## [Assigned task]
Lines that include "DataStoreConfig" make up the answer; copy all of them from the data below.

Extracted data Start Marker

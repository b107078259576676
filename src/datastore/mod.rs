//! Persistence layer: entity, command and report subscription repositories.
//!
//! # Architecture
//!
//! ```text
//! ┌─────────────────────────────────────────┐
//! │       DataStore                          │
//! │  - init / close lifecycle                │
//! │  - Entity / Command / ReportSubscription │
//! │    repositories                          │
//! └─────────────────────────────────────────┘
//!          ↓                    ↑
//!    (serialize)          (deserialize + Filter)
//!          ↓                    ↑
//! ┌─────────────────────────────────────────┐
//! │       Collections (SQLite tables)        │
//! │  - key TEXT → JSON record                │
//! │  - one write transaction per mutation    │
//! └─────────────────────────────────────────┘
//! ```
//!
//! Each repository call runs in its own transaction. Nothing composes two
//! calls into one atomic unit, and entity existence is not checked when
//! commands or subscriptions are written.

use serde::Deserialize;
use std::fmt;
use std::sync::Arc;

mod filter;
mod models;
mod sqlite;

pub use filter::{CommandFilter, Filter, MatchAll, ReportSubscriptionFilter};
pub use models::{Command, CommandStatus, Entity, ReportSubscription, ReportType};
pub use sqlite::SqliteDataStore;

/// Storage failure taxonomy shared by every repository.
#[derive(Debug, Clone, PartialEq)]
pub enum DataStoreError {
    /// Storage could not be opened, or the store was already closed.
    ConnectionFailed(String),
    /// The named collection has not been created (`init` was not run).
    CollectionMissing(&'static str),
    RecordNotFound,
    DuplicateRecord,
    /// A stored or supplied record is not valid for its collection.
    InvalidData(String),
    TransactionFailed(String),
    /// The command already reached a terminal status.
    AlreadyResolved,
}

impl fmt::Display for DataStoreError {
    fn fmt(&self, f: &mut fmt::Formatter<'_>) -> fmt::Result {
        match self {
            DataStoreError::ConnectionFailed(detail) => {
                write!(f, "datastore connection failed: {}", detail)
            }
            DataStoreError::CollectionMissing(name) => {
                write!(f, "collection '{}' does not exist", name)
            }
            DataStoreError::RecordNotFound => write!(f, "record was not found"),
            DataStoreError::DuplicateRecord => write!(f, "record already exists"),
            DataStoreError::InvalidData(detail) => write!(f, "data is invalid: {}", detail),
            DataStoreError::TransactionFailed(detail) => {
                write!(f, "transaction failed: {}", detail)
            }
            DataStoreError::AlreadyResolved => write!(f, "command is already resolved"),
        }
    }
}

impl std::error::Error for DataStoreError {}

impl From<rusqlite::Error> for DataStoreError {
    fn from(e: rusqlite::Error) -> Self {
        DataStoreError::TransactionFailed(e.to_string())
    }
}

impl From<serde_json::Error> for DataStoreError {
    fn from(e: serde_json::Error) -> Self {
        DataStoreError::InvalidData(e.to_string())
    }
}

pub type Result<T> = std::result::Result<T, DataStoreError>;

pub trait EntityRepository {
    fn get_entity_by_id(&self, id: &str) -> Result<Entity>;
    /// Every stored entity, in key order.
    fn list_entities(&self) -> Result<Vec<Entity>>;
    fn add_entity(&self, entity: &Entity) -> Result<()>;
    fn delete_entity(&self, id: &str) -> Result<()>;
}

pub trait CommandRepository {
    fn get_command_by_id(&self, id: &str) -> Result<Command>;
    fn list_commands(&self, filter: &dyn Filter<Command>) -> Result<Vec<Command>>;
    fn add_command(&self, command: &Command) -> Result<()>;
    /// Moves a pending command to `status` and stamps `resolved_at`.
    ///
    /// Fails with `AlreadyResolved` for a terminal command and with
    /// `InvalidData` when `status` is `Pending`.
    fn resolve_command(&self, id: &str, status: CommandStatus) -> Result<Command>;
    fn delete_command(&self, id: &str) -> Result<()>;
}

pub trait ReportSubscriptionRepository {
    fn get_report_subscription_by_id(&self, id: u64) -> Result<ReportSubscription>;
    fn list_report_subscriptions(
        &self,
        filter: &dyn Filter<ReportSubscription>,
    ) -> Result<Vec<ReportSubscription>>;
    /// Stores the subscription under the next sequence value and returns it
    /// with `id` assigned.
    fn add_report_subscription(
        &self,
        subscription: ReportSubscription,
    ) -> Result<ReportSubscription>;
    fn delete_report_subscription(&self, id: u64) -> Result<()>;
    fn activate_report_subscription(&self, id: u64) -> Result<ReportSubscription>;
    fn deactivate_report_subscription(&self, id: u64) -> Result<ReportSubscription>;
}

/// All three repositories behind one storage handle.
pub trait DataStore:
    EntityRepository + CommandRepository + ReportSubscriptionRepository + Send + Sync
{
    /// Creates any missing collection. Safe to call on every start.
    fn init(&self) -> Result<()>;

    /// Releases the storage handle. Later calls fail with `ConnectionFailed`.
    fn close(&self) -> Result<()>;
}

/// Datastore configuration
#[derive(Debug, Clone, Deserialize)]
pub struct DataStoreConfig {
    #[serde(default = "default_datastore_type")]
    pub datastore_type: String,
    /// Database name; stored at `{name}.db`. `:memory:` keeps it in memory.
    #[serde(default = "default_database_name")]
    pub name: String,
}

fn default_datastore_type() -> String {
    SqliteDataStore::NAME.to_string()
}

fn default_database_name() -> String {
    "esrdb".to_string()
}

impl Default for DataStoreConfig {
    fn default() -> Self {
        Self {
            datastore_type: default_datastore_type(),
            name: default_database_name(),
        }
    }
}

impl DataStoreConfig {
    pub fn is_in_memory(&self) -> bool {
        self.name == ":memory:"
    }

    pub fn path(&self) -> String {
        format!("{}.db", self.name)
    }
}

/// Opens the datastore selected by `config.datastore_type`.
///
/// The returned store is not initialized; call [`DataStore::init`].
pub fn open_datastore(config: &DataStoreConfig) -> anyhow::Result<Arc<dyn DataStore>> {
    match config.datastore_type.as_str() {
        SqliteDataStore::NAME => {
            let store = if config.is_in_memory() {
                SqliteDataStore::open_in_memory()?
            } else {
                SqliteDataStore::open(config.path())?
            };
            Ok(Arc::new(store))
        }
        other => anyhow::bail!("unknown datastore type: {}", other),
    }
}

#[cfg(test)]
mod tests {
    use super::*;

    #[test]
    fn test_open_unknown_datastore_type() {
        let config = DataStoreConfig {
            datastore_type: "bbolt".to_string(),
            name: ":memory:".to_string(),
        };
        let err = open_datastore(&config).err().expect("unknown type should fail");
        assert!(err.to_string().contains("bbolt"));
    }

    #[test]
    fn test_open_in_memory_datastore() {
        let config = DataStoreConfig {
            datastore_type: "sqlite".to_string(),
            name: ":memory:".to_string(),
        };
        let store = open_datastore(&config).unwrap();
        store.init().unwrap();
        assert!(store.list_entities().unwrap().is_empty());
    }

    #[test]
    fn test_default_path() {
        let config = DataStoreConfig::default();
        assert_eq!(config.path(), "esrdb.db");
        assert!(!config.is_in_memory());
    }
}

Extracted data End Marker

## [Result below]
pub struct DataStoreConfig {
impl Default for DataStoreConfig {
impl DataStoreConfig {
pub fn open_datastore(config: &DataStoreConfig) -> anyhow::Result<Arc<dyn DataStore>> {
        let config = DataStoreConfig {
        let config = DataStoreConfig {
        let config = DataStoreConfig::default();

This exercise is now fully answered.